My cell phone buzzed with practical responses to provide me relief from a feeling they knew all too well. One’s son took his own life, another was dumped by the love of her life and a third just lost her life partner to pancreatic cancer. We were quite a club. Or maybe we were just women in our 50’s and 60‘s learning how to survive, despite the tragedies and challenges thrown our way.

My price of admission to the club was a husband with severe depression and anxiety. So severe that he is in a short term residential facility to heal while I get coached by people who love me to take care of myself.

A friend from Tennessee who had gone through a painful divorce said to me with her twang, “the shit fairy has landed on your lawn and just won’t leave, will she?”

No she will not.

Taking care of myself isn’t easy because this is not a fairy tale and I am not sure of the ending. I met my husband 28 years ago and while our relationship was far from perfect I thought we were a good balance. Me clever; him smart. Me – introverted, sensitive, and competitive. Him – extroverted, easy going and kind.
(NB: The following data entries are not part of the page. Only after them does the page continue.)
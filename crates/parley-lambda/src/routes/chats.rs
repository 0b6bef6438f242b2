use axum::body::Bytes;
use axum::extract::{Path, State};
use axum::{Extension, Json};
use serde::{Deserialize, Serialize};
use uuid::Uuid;

use parley_chat::projects;
use parley_core::models::chat::{ChatThread, ProjectChat};

use crate::error::ApiError;
use crate::middleware::caller::Caller;
use crate::state::AppState;

#[derive(Debug, Serialize)]
pub struct ChatList {
    pub chats: Vec<ChatThread>,
}

#[derive(Debug, Default, Deserialize)]
pub struct CreateChatBody {
    #[serde(default)]
    pub title: Option<String>,
}

#[derive(Debug, Serialize)]
pub struct CreatedChat {
    pub chat: ProjectChat,
}

pub async fn list_chats(
    State(state): State<AppState>,
    Extension(caller): Extension<Caller>,
    Path(project_id): Path<Uuid>,
) -> Result<Json<ChatList>, ApiError> {
    let chats =
        projects::list_chat_threads(state.chat.store.as_ref(), project_id, caller.id).await?;
    Ok(Json(ChatList { chats }))
}

pub async fn create_chat(
    State(state): State<AppState>,
    Extension(caller): Extension<Caller>,
    Path(project_id): Path<Uuid>,
    body: Bytes,
) -> Result<Json<CreatedChat>, ApiError> {
    let body: CreateChatBody = super::json_body(&body)?;
    let chat = projects::create_chat(
        state.chat.store.as_ref(),
        project_id,
        caller.id,
        body.title.as_deref(),
    )
    .await?;
    Ok(Json(CreatedChat { chat }))
}
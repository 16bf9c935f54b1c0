//! User-facing notifications raised by save and validation.

use std::fmt;

/// How a notification should be presented.
#[derive(Debug, Clone, Copy, PartialEq, Eq)]
pub enum Severity {
    Info,
    Success,
    Error,
}

impl fmt::Display for Severity {
    fn fmt(
        &self,
        f: &mut fmt::Formatter<'_>,
    ) -> fmt::Result {
        let label = match self {
            Self::Info => "info",
            Self::Success => "success",
            Self::Error => "error",
        };
        f.write_str(label)
    }
}

/// Capability for surfacing a message to the user, passed in by whoever
/// owns the screen.
pub trait Notifier: Send + Sync {
    fn notify(
        &self,
        title: &str,
        message: &str,
        severity: Severity,
    );
}
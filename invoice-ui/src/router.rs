use std::fmt;

use chrono::Local;
use tracing::debug;

use invoice_core::Invoice;

use crate::form::InvoiceForm;

/// Navigation tabs, in display order.
#[derive(Debug, Clone, Copy, PartialEq, Eq)]
pub enum Tab {
    Dashboard,
    Invoices,
    Create,
    Clients,
    Reports,
}

impl Tab {
    pub fn all() -> &'static [Tab] {
        &[
            Tab::Dashboard,
            Tab::Invoices,
            Tab::Create,
            Tab::Clients,
            Tab::Reports,
        ]
    }

    pub fn label(&self) -> &'static str {
        match self {
            Tab::Dashboard => "Dashboard",
            Tab::Invoices => "Invoices",
            Tab::Create => "Create",
            Tab::Clients => "Clients",
            Tab::Reports => "Reports",
        }
    }
}

impl fmt::Display for Tab {
    fn fmt(
        &self,
        f: &mut fmt::Formatter<'_>,
    ) -> fmt::Result {
        f.write_str(self.label())
    }
}

/// Which view is currently active
#[derive(Debug, Clone, PartialEq, Eq, Default)]
pub enum View {
    #[default]
    Dashboard,
    InvoiceList,
    CreateOrEdit(Box<InvoiceForm>),
    Clients,
    Reports,
}

impl View {
    /// The tab highlighted while this view is shown.
    pub fn tab(&self) -> Tab {
        match self {
            View::Dashboard => Tab::Dashboard,
            View::InvoiceList => Tab::Invoices,
            View::CreateOrEdit(_) => Tab::Create,
            View::Clients => Tab::Clients,
            View::Reports => Tab::Reports,
        }
    }

    fn name(&self) -> &'static str {
        match self {
            View::Dashboard => "dashboard",
            View::InvoiceList => "invoice list",
            View::CreateOrEdit(form) if form.editing().is_some() => "edit invoice",
            View::CreateOrEdit(_) => "create invoice",
            View::Clients => "clients",
            View::Reports => "reports",
        }
    }
}

/// Single active view with no history.
///
/// The create/edit form lives inside [`View::CreateOrEdit`], so navigating
/// anywhere else drops it.
#[derive(Debug, Clone)]
pub struct Router {
    view: View,
    invoice_prefix: String,
}

impl Router {
    pub fn new(invoice_prefix: impl Into<String>) -> Self {
        Self {
            view: View::Dashboard,
            invoice_prefix: invoice_prefix.into(),
        }
    }

    pub fn current(&self) -> &View {
        &self.view
    }

    pub fn active_tab(&self) -> Tab {
        self.view.tab()
    }

    pub fn form(&self) -> Option<&InvoiceForm> {
        match &self.view {
            View::CreateOrEdit(form) => Some(form.as_ref()),
            _ => None,
        }
    }

    pub fn form_mut(&mut self) -> Option<&mut InvoiceForm> {
        match &mut self.view {
            View::CreateOrEdit(form) => Some(form.as_mut()),
            _ => None,
        }
    }

    /// Switch to `tab`. The create tab always opens a fresh draft.
    pub fn select_tab(
        &mut self,
        tab: Tab,
    ) {
        let view = match tab {
            Tab::Dashboard => View::Dashboard,
            Tab::Invoices => View::InvoiceList,
            Tab::Create => View::CreateOrEdit(Box::new(self.blank_form())),
            Tab::Clients => View::Clients,
            Tab::Reports => View::Reports,
        };
        self.go(view);
    }

    /// Open the form with a fresh draft.
    pub fn create(&mut self) {
        let form = self.blank_form();
        self.go(View::CreateOrEdit(Box::new(form)));
    }

    /// Open the form pre-populated from `invoice`.
    pub fn edit(
        &mut self,
        invoice: Invoice,
    ) {
        self.go(View::CreateOrEdit(Box::new(InvoiceForm::for_invoice(invoice))));
    }

    /// Leave the current view for the dashboard, discarding any form.
    ///
    /// Used for both cancel and a completed save.
    pub fn back(&mut self) {
        self.go(View::Dashboard);
    }

    fn blank_form(&self) -> InvoiceForm {
        InvoiceForm::blank(&self.invoice_prefix, Local::now())
    }

    fn go(
        &mut self,
        view: View,
    ) {
        debug!(from = self.view.name(), to = view.name(), "navigate");
        self.view = view;
    }
}

impl Default for Router {
    fn default() -> Self {
        Self::new("INV-")
    }
}
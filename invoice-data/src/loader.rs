use std::collections::HashSet;
use std::io::Read;
use std::sync::LazyLock;

use invoice_core::{InvoiceRepository, NewClient, RepositoryError};
use regex::Regex;
use serde::Deserialize;
use thiserror::Error;
use tracing::debug;

static EMAIL_PATTERN: LazyLock<Regex> = LazyLock::new(|| {
    Regex::new(r"^[^@\s]+@[^@\s]+\.[^@\s]+$").expect("email pattern is a valid regex")
});

/// Errors that can occur when importing client data.
#[derive(Debug, Error)]
pub enum ClientLoaderError {
    #[error("CSV parse error: {0}")]
    CsvParse(String),

    #[error("Line {line}: client name is empty")]
    MissingName { line: usize },

    #[error("Line {line}: invalid email address '{email}'")]
    InvalidEmail { line: usize, email: String },

    #[error("Repository error: {0}")]
    Repository(#[from] RepositoryError),
}

impl From<csv::Error> for ClientLoaderError {
    fn from(err: csv::Error) -> Self {
        ClientLoaderError::CsvParse(err.to_string())
    }
}

/// A single row of the clients CSV file.
///
/// Columns: `name,email,phone,address,company`. The last three may be left
/// blank.
#[derive(Debug, Clone, Deserialize, PartialEq, Eq)]
pub struct ClientRecord {
    pub name: String,
    pub email: String,
    pub phone: Option<String>,
    pub address: Option<String>,
    pub company: Option<String>,
}

impl From<&ClientRecord> for NewClient {
    fn from(record: &ClientRecord) -> Self {
        NewClient {
            name: record.name.clone(),
            email: record.email.clone(),
            phone: record.phone.clone(),
            address: record.address.clone(),
            company: record.company.clone(),
        }
    }
}

/// Imports client reference data from CSV through any [`InvoiceRepository`].
pub struct ClientLoader;

impl ClientLoader {
    /// Parse and check client records from a CSV reader.
    ///
    /// Fields are trimmed. Every row needs a name and a plausible email
    /// address; the first bad row aborts the parse.
    pub fn parse<R: Read>(reader: R) -> Result<Vec<ClientRecord>, ClientLoaderError> {
        let mut csv_reader = csv::ReaderBuilder::new()
            .trim(csv::Trim::All)
            .from_reader(reader);
        let mut records = Vec::new();

        for (index, result) in csv_reader.deserialize().enumerate() {
            let record: ClientRecord = result?;
            // Header is line 1
            let line = index + 2;

            if record.name.is_empty() {
                return Err(ClientLoaderError::MissingName { line });
            }
            if !EMAIL_PATTERN.is_match(&record.email) {
                return Err(ClientLoaderError::InvalidEmail {
                    line,
                    email: record.email,
                });
            }
            records.push(record);
        }

        Ok(records)
    }

    /// Insert `records` that are not already stored.
    ///
    /// Clients are matched by email, ignoring case, against both the
    /// repository and earlier rows, so loading the same file twice inserts
    /// nothing the second time. Returns the number of clients inserted.
    pub async fn load<R: InvoiceRepository + ?Sized>(
        repo: &R,
        records: &[ClientRecord],
    ) -> Result<usize, ClientLoaderError> {
        let mut known: HashSet<String> = repo
            .list_clients()
            .await?
            .into_iter()
            .map(|client| client.email.to_lowercase())
            .collect();

        let mut inserted = 0;
        for record in records {
            if !known.insert(record.email.to_lowercase()) {
                debug!(email = %record.email, "client already present, skipping");
                continue;
            }
            repo.create_client(NewClient::from(record)).await?;
            inserted += 1;
        }

        Ok(inserted)
    }
}
use std::io::{self, Write};
use std::sync::{Mutex, PoisonError};

use invoice_core::{Notifier, Severity};
use tracing::debug;

/// Writes notifications straight to a terminal stream, stderr by default.
///
/// Independent of the log layers, so `--quiet` does not hide them.
#[derive(Debug)]
pub struct ConsoleNotifier<W = io::Stderr> {
    out: Mutex<W>,
}

impl ConsoleNotifier {
    pub fn stderr() -> Self {
        Self::new(io::stderr())
    }
}

impl<W: Write + Send> ConsoleNotifier<W> {
    pub fn new(out: W) -> Self {
        Self {
            out: Mutex::new(out),
        }
    }

    pub fn into_inner(self) -> W {
        self.out.into_inner().unwrap_or_else(PoisonError::into_inner)
    }
}

impl<W: Write + Send> Notifier for ConsoleNotifier<W> {
    fn notify(
        &self,
        title: &str,
        message: &str,
        severity: Severity,
    ) {
        debug!(%severity, title, "notify");
        let mut out = self.out.lock().unwrap_or_else(PoisonError::into_inner);
        let label = match severity {
            Severity::Error => "error: ",
            Severity::Info | Severity::Success => "",
        };
        // Nowhere left to report a failed terminal write
        let _ = writeln!(out, "{label}{title}: {message}");
    }
}
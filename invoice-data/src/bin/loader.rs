use std::fs::File;
use std::path::PathBuf;

use anyhow::{Context, Result};
use clap::Parser;
use invoice_data::ClientLoader;
use invoice_db_sqlite::SqliteRepository;
use tracing::info;
use tracing_subscriber::EnvFilter;

/// Import clients from a CSV file into the invoice database.
///
/// The CSV file needs a header row with these columns:
/// - name: Display name (required)
/// - email: Contact email, used to detect clients already present (required)
/// - phone, address, company: Optional, may be left blank
#[derive(Parser, Debug)]
#[command(name = "invoice-data-loader")]
#[command(version, about, long_about = None)]
struct Args {
    /// Path to the CSV file containing client data
    #[arg(short, long)]
    file: PathBuf,

    /// SQLite database URL (e.g., sqlite:invoices.db?mode=rwc to create if missing)
    #[arg(short, long, default_value = "sqlite:invoices.db?mode=rwc")]
    database: String,

    /// Run database migrations before loading data
    #[arg(short, long, default_value_t = false)]
    migrate: bool,
}

fn init_tracing() {
    let filter = EnvFilter::try_from_default_env().unwrap_or_else(|_| EnvFilter::from("info"));

    tracing_subscriber::fmt()
        .with_env_filter(filter)
        .without_time()
        .with_target(false)
        .init();
}

#[tokio::main]
async fn main() -> Result<()> {
    init_tracing();
    let args = Args::parse();

    let repo = SqliteRepository::new(&args.database).await?;

    if args.migrate {
        info!("running migrations");
        repo.run_migrations().await?;
    }

    let file = File::open(&args.file)
        .with_context(|| format!("Failed to open: {}", args.file.display()))?;

    let records = ClientLoader::parse(file)
        .with_context(|| format!("Failed to parse CSV: {}", args.file.display()))?;
    info!(records = records.len(), file = %args.file.display(), "parsed client records");

    let inserted = ClientLoader::load(&repo, &records)
        .await
        .context("Failed to load clients into the database")?;

    info!(
        inserted,
        skipped = records.len() - inserted,
        "client import complete"
    );

    Ok(())
}
//! Settings read from a TOML file at startup.

use std::io;
use std::path::{Path, PathBuf};

use serde::{Deserialize, Serialize};
use thiserror::Error;
use tracing::debug;

use invoice_core::db::DbConfig;

use crate::logging;

#[derive(Debug, Error)]
pub enum ConfigError {
    #[error("cannot read config file '{}': {source}", path.display())]
    Read {
        path: PathBuf,
        #[source]
        source: io::Error,
    },

    #[error("invalid config file '{}': {source}", path.display())]
    Parse {
        path: PathBuf,
        #[source]
        source: toml::de::Error,
    },
}

/// Application settings. Every field has a default, so a partial file is valid.
#[derive(Debug, Clone, PartialEq, Eq, Serialize, Deserialize)]
#[serde(default)]
pub struct AppConfig {
    pub invoice_prefix: String,
    /// How many invoices the dashboard lists under "Recent".
    pub recent_invoice_count: usize,
    pub log_level: String,
    pub log_file: Option<PathBuf>,
    pub database: DbConfig,
}

impl Default for AppConfig {
    fn default() -> Self {
        Self {
            invoice_prefix: "INV-".to_string(),
            recent_invoice_count: 5,
            log_level: "info".to_string(),
            log_file: None,
            database: DbConfig {
                backend: "sqlite".to_string(),
                connection_string: "sqlite:invoices.db?mode=rwc".to_string(),
            },
        }
    }
}

impl AppConfig {
    /// `<executable name>.toml` in the working directory.
    pub fn default_path() -> PathBuf {
        PathBuf::from(format!("{}.toml", logging::app_name()))
    }

    /// Read and parse `path`. A missing file is an error.
    pub fn load(path: &Path) -> Result<Self, ConfigError> {
        let text = std::fs::read_to_string(path).map_err(|source| ConfigError::Read {
            path: path.to_path_buf(),
            source,
        })?;
        toml::from_str(&text).map_err(|source| ConfigError::Parse {
            path: path.to_path_buf(),
            source,
        })
    }

    /// Like [`load`](Self::load), but a missing file yields the defaults.
    pub fn load_or_default(path: &Path) -> Result<Self, ConfigError> {
        match Self::load(path) {
            Err(ConfigError::Read { source, .. }) if source.kind() == io::ErrorKind::NotFound => {
                debug!(path = %path.display(), "no config file, using defaults");
                Ok(Self::default())
            }
            other => other,
        }
    }
}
It worked for many years, but as it turns out, mental illness doesn’t really care about these attributes in its attack on the brain.

I am not sure what is left of our marriage. I am buoyed and saddened by small glimmers of my husband’s kind nature, telling me that he’s still in there somewhere.

“Want a bite of my cookie?”

“I brought you some coffee.”

“I’m sorry if I upset you.”

The brain is an organ. It needs to be treated just like the heart, pancreas or kidney

The brain is an organ. Stay in the present.

I put this mantra on repeat as I trudge into the unknown future of my marriage.

Ultimately I chose my own cocktail, consisting of a new therapist, something to help me sleep and thrice daily walks with my dog Lucy. Lucy and I currently have a very transactional relationship; I feed her, we walk until she poops and then we come home. There are not a lot of snuggles and she keeps to herself otherwise. I think she misses him too.

On my last walk with Lucy I ran into my ditzy, chatty neighbor Francine who I usually take pains to avoid. She looked up from her gardening, flagged me down and matter of factly told me that her boyfriend died from Covid in March. I expressed my shock and sorrow and she asked about my husband, who always had more patience for Francine than I. After I described the situation, without missing a beat she said, “Come over for a strong drink. We need to talk.”

Apparently the shit fairy had landed on Francine’s lawn too, so I reluctantly agreed. Afterall, pain is pain and who knows more about that than the shit fairy?